YOUR TASK :: The expected output is each entry, given again exactly.

::: RECORDED DATA :::

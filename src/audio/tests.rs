//! Audio domain: tests for the sound library and request adapter.

use bevy::ecs::message::{MessageWriter, Messages};
use bevy::prelude::*;

use super::systems::process_sound_commands;
use super::{NamedSound, SoundCommand, SoundDef, SoundLibrary, SoundRequestWriter};
use crate::movement::{DEATH_SOUND, JUMP_SOUND, SoundRequests, THEME_SOUND};

#[test]
fn test_builtin_library_covers_controller_sounds() {
    let library = SoundLibrary::builtin();
    for name in [THEME_SOUND, JUMP_SOUND, DEATH_SOUND] {
        assert!(library.get(name).is_some(), "missing {}", name);
    }
    assert!(library.get(THEME_SOUND).is_some_and(|def| def.looped));
    assert!(library.get(JUMP_SOUND).is_some_and(|def| !def.looped));
}

#[test]
fn test_parse_library_json() {
    let json = r#"{
        "sounds": [
            { "name": "MainTheme", "path": "audio/theme.ogg", "looped": true, "volume": 0.3 },
            { "name": "PlayerJump", "path": "audio/jump.wav" }
        ]
    }"#;
    let library = SoundLibrary::parse("sounds.json", json).expect("valid json");
    assert_eq!(library.len(), 2);
    assert_eq!(
        library.get("PlayerJump"),
        Some(&SoundDef {
            name: "PlayerJump".to_string(),
            path: "audio/jump.wav".to_string(),
            looped: false,
            volume: 1.0,
        })
    );
    assert_eq!(library.get("MainTheme").map(|def| def.volume), Some(0.3));
    assert!(library.get("Unknown").is_none());
}

#[test]
fn test_parse_library_rejects_missing_path() {
    let json = r#"{ "sounds": [ { "name": "PlayerJump" } ] }"#;
    let err = SoundLibrary::parse("sounds.json", json).unwrap_err();
    assert_eq!(err.file, "sounds.json");
}

fn request_death_sounds(mut writer: MessageWriter<SoundCommand>) {
    let mut sounds = SoundRequestWriter::new(&mut writer);
    sounds.play_sound(DEATH_SOUND);
    sounds.stop_sound(THEME_SOUND);
}

#[test]
fn test_request_writer_emits_commands_in_order() {
    let mut app = App::new();
    app.add_message::<SoundCommand>()
        .add_systems(Update, request_death_sounds);
    app.update();

    let written: Vec<SoundCommand> = app
        .world_mut()
        .resource_mut::<Messages<SoundCommand>>()
        .drain()
        .collect();
    assert_eq!(
        written,
        vec![SoundCommand::play(DEATH_SOUND), SoundCommand::stop(THEME_SOUND)]
    );
}

fn audio_app() -> App {
    let mut app = App::new();
    app.add_plugins((MinimalPlugins, AssetPlugin::default()))
        .init_asset::<AudioSource>()
        .insert_resource(SoundLibrary::builtin())
        .add_message::<SoundCommand>()
        .add_systems(Update, process_sound_commands);
    app
}

fn send(app: &mut App, requests: impl IntoIterator<Item = SoundCommand>) {
    for request in requests {
        app.world_mut().write_message(request);
    }
    app.update();
}

fn playing(app: &mut App) -> Vec<String> {
    let mut names: Vec<String> = app
        .world_mut()
        .query::<&NamedSound>()
        .iter(app.world())
        .map(|sound| sound.0.clone())
        .collect();
    names.sort();
    names
}

#[test]
fn test_looping_sound_plays_once() {
    let mut app = audio_app();
    send(
        &mut app,
        [SoundCommand::play(THEME_SOUND), SoundCommand::play(THEME_SOUND)],
    );
    send(&mut app, [SoundCommand::play(THEME_SOUND)]);

    assert_eq!(playing(&mut app), vec![THEME_SOUND.to_string()]);
}

#[test]
fn test_one_shot_sounds_stack() {
    let mut app = audio_app();
    send(
        &mut app,
        [SoundCommand::play(JUMP_SOUND), SoundCommand::play(JUMP_SOUND)],
    );

    assert_eq!(playing(&mut app).len(), 2);
}

#[test]
fn test_stop_only_removes_matching_sounds() {
    let mut app = audio_app();
    send(
        &mut app,
        [SoundCommand::play(THEME_SOUND), SoundCommand::play(JUMP_SOUND)],
    );
    send(&mut app, [SoundCommand::stop(THEME_SOUND)]);

    assert_eq!(playing(&mut app), vec![JUMP_SOUND.to_string()]);

    // Stopping something that is not playing does nothing
    send(&mut app, [SoundCommand::stop(THEME_SOUND)]);
    assert_eq!(playing(&mut app), vec![JUMP_SOUND.to_string()]);
}

#[test]
fn test_stop_in_same_batch_cancels_play() {
    let mut app = audio_app();
    send(
        &mut app,
        [
            SoundCommand::play(THEME_SOUND),
            SoundCommand::stop(THEME_SOUND),
            SoundCommand::play(DEATH_SOUND),
        ],
    );

    assert_eq!(playing(&mut app), vec![DEATH_SOUND.to_string()]);
}

#[test]
fn test_unknown_sound_spawns_nothing() {
    let mut app = audio_app();
    send(&mut app, [SoundCommand::play("NotASound")]);

    assert!(playing(&mut app).is_empty());
}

:::

SOLUTION ::
filename src/audio/tests.rs
//! Audio domain: tests for the sound library and request adapter.

use bevy::ecs::message::{MessageWriter, Messages};
use bevy::prelude::*;

use super::systems::process_sound_commands;
use super::{NamedSound, SoundCommand, SoundDef, SoundLibrary, SoundRequestWriter};
use crate::movement::{DEATH_SOUND, JUMP_SOUND, SoundRequests, THEME_SOUND};

#[test]
fn test_builtin_library_covers_controller_sounds() {
    let library = SoundLibrary::builtin();
    for name in [THEME_SOUND, JUMP_SOUND, DEATH_SOUND] {
        assert!(library.get(name).is_some(), "missing {}", name);
    }
    assert!(library.get(THEME_SOUND).is_some_and(|def| def.looped));
    assert!(library.get(JUMP_SOUND).is_some_and(|def| !def.looped));
}

#[test]
fn test_parse_library_json() {
    let json = r#"{
        "sounds": [
            { "name": "MainTheme", "path": "audio/theme.ogg", "looped": true, "volume": 0.3 },
            { "name": "PlayerJump", "path": "audio/jump.wav" }
        ]
    }"#;
    let library = SoundLibrary::parse("sounds.json", json).expect("valid json");
    assert_eq!(library.len(), 2);
    assert_eq!(
        library.get("PlayerJump"),
        Some(&SoundDef {
            name: "PlayerJump".to_string(),
            path: "audio/jump.wav".to_string(),
            looped: false,
            volume: 1.0,
        })
    );
    assert_eq!(library.get("MainTheme").map(|def| def.volume), Some(0.3));
    assert!(library.get("Unknown").is_none());
}

#[test]
fn test_parse_library_rejects_missing_path() {
    let json = r#"{ "sounds": [ { "name": "PlayerJump" } ] }"#;
    let err = SoundLibrary::parse("sounds.json", json).unwrap_err();
    assert_eq!(err.file, "sounds.json");
}

fn request_death_sounds(mut writer: MessageWriter<SoundCommand>) {
    let mut sounds = SoundRequestWriter::new(&mut writer);
    sounds.play_sound(DEATH_SOUND);
    sounds.stop_sound(THEME_SOUND);
}

#[test]
fn test_request_writer_emits_commands_in_order() {
    let mut app = App::new();
    app.add_message::<SoundCommand>()
        .add_systems(Update, request_death_sounds);
    app.update();

    let written: Vec<SoundCommand> = app
        .world_mut()
        .resource_mut::<Messages<SoundCommand>>()
        .drain()
        .collect();
    assert_eq!(
        written,
        vec![SoundCommand::play(DEATH_SOUND), SoundCommand::stop(THEME_SOUND)]
    );
}

fn audio_app() -> App {
    let mut app = App::new();
    app.add_plugins((MinimalPlugins, AssetPlugin::default()))
        .init_asset::<AudioSource>()
        .insert_resource(SoundLibrary::builtin())
        .add_message::<SoundCommand>()
        .add_systems(Update, process_sound_commands);
    app
}

fn send(app: &mut App, requests: impl IntoIterator<Item = SoundCommand>) {
    for request in requests {
        app.world_mut().write_message(request);
    }
    app.update();
}

fn playing(app: &mut App) -> Vec<String> {
    let mut names: Vec<String> = app
        .world_mut()
        .query::<&NamedSound>()
        .iter(app.world())
        .map(|sound| sound.0.clone())
        .collect();
    names.sort();
    names
}

#[test]
fn test_looping_sound_plays_once() {
    let mut app = audio_app();
    send(
        &mut app,
        [SoundCommand::play(THEME_SOUND), SoundCommand::play(THEME_SOUND)],
    );
    send(&mut app, [SoundCommand::play(THEME_SOUND)]);

    assert_eq!(playing(&mut app), vec![THEME_SOUND.to_string()]);
}

#[test]
fn test_one_shot_sounds_stack() {
    let mut app = audio_app();
    send(
        &mut app,
        [SoundCommand::play(JUMP_SOUND), SoundCommand::play(JUMP_SOUND)],
    );

    assert_eq!(playing(&mut app).len(), 2);
}

#[test]
fn test_stop_only_removes_matching_sounds() {
    let mut app = audio_app();
    send(
        &mut app,
        [SoundCommand::play(THEME_SOUND), SoundCommand::play(JUMP_SOUND)],
    );
    send(&mut app, [SoundCommand::stop(THEME_SOUND)]);

    assert_eq!(playing(&mut app), vec![JUMP_SOUND.to_string()]);

    // Stopping something that is not playing does nothing
    send(&mut app, [SoundCommand::stop(THEME_SOUND)]);
    assert_eq!(playing(&mut app), vec![JUMP_SOUND.to_string()]);
}

#[test]
fn test_stop_in_same_batch_cancels_play() {
    let mut app = audio_app();
    send(
        &mut app,
        [
            SoundCommand::play(THEME_SOUND),
            SoundCommand::stop(THEME_SOUND),
            SoundCommand::play(DEATH_SOUND),
        ],
    );

    assert_eq!(playing(&mut app), vec![DEATH_SOUND.to_string()]);
}

#[test]
fn test_unknown_sound_spawns_nothing() {
    let mut app = audio_app();
    send(&mut app, [SoundCommand::play("NotASound")]);

    assert!(playing(&mut app).is_empty());
}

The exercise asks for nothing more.